The concomitant production of formic acid and pterin compounds from guanosine-5'-triphosphate (GTP) has been found in cell-free extracts of Serratia indica. Among the pterin compounds, L-threo-neopterin-the major Crithidia factor in S. indica-, a cyclic phosphate of neopterin (cNP), D-erythro-neopterin and 6-hydroxymethyl pterin were detected and isolated. Formate-¹⁴C elimination from GTP-8-¹⁴C was quantitatively distributed in the ethyl acetate layer in the ehyl acetate-hydrochloric acid partition system. Carbon 8 of GTP was released as formic acid. Enzymatic production of formate and cNP was linear for 2 hr at 37°C. Formate production was proportional to the enzyme concentration. The optimum pH for formate elimination was observed around pH 8.6. Optimum temperature for the production of formate and cNP was 50°C. The apparent Km value of GTP for formate production was 6.2×10^-b_M. Formate eliminating activity was activated by disodium phosphate but was inhibited by Mg²⁺ or AMP. Incorporation of GTP-U-¹⁴C into pterin compounds was also regulated with disodium phosphate.

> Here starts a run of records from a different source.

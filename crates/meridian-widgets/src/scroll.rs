//! Header and scroll-to-top behaviour driven by the page scroll offset.

/// Offset past which the scroll-to-top button is shown.
pub const SCROLL_TO_TOP_THRESHOLD: f64 = 200.0;

/// Widget state for a given vertical scroll offset.
#[derive(Debug, Clone, Copy, PartialEq, Eq)]
pub struct ScrollState {
    /// Header carries `header--transparent`
    pub header_transparent: bool,
    /// `#scrollToTopBtn` is displayed
    pub scroll_to_top_visible: bool,
}

impl ScrollState {
    pub fn at(scroll_y: f64) -> Self {
        Self {
            header_transparent: scroll_y <= 0.0,
            scroll_to_top_visible: scroll_y > SCROLL_TO_TOP_THRESHOLD,
        }
    }
}

#[cfg(test)]
mod tests {
    use super::*;

    #[test]
    fn header_is_transparent_only_at_top() {
        assert!(ScrollState::at(0.0).header_transparent);
        assert!(!ScrollState::at(1.0).header_transparent);
    }

    #[test]
    fn scroll_button_appears_past_threshold() {
        assert!(!ScrollState::at(200.0).scroll_to_top_visible);
        assert!(ScrollState::at(200.5).scroll_to_top_visible);
    }
}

Effective incorporation into cNP and D-erythro-neopterin occurred in the presence of phosphate. When phosphate was omitted from the system, however, effective incorporation into 6-hydroxymethyl pterin was observed. The biosynthetic process of the Crithidia factors, i.e. L-threo-neopterin and cNP, from GTP in S. indica is also discussed.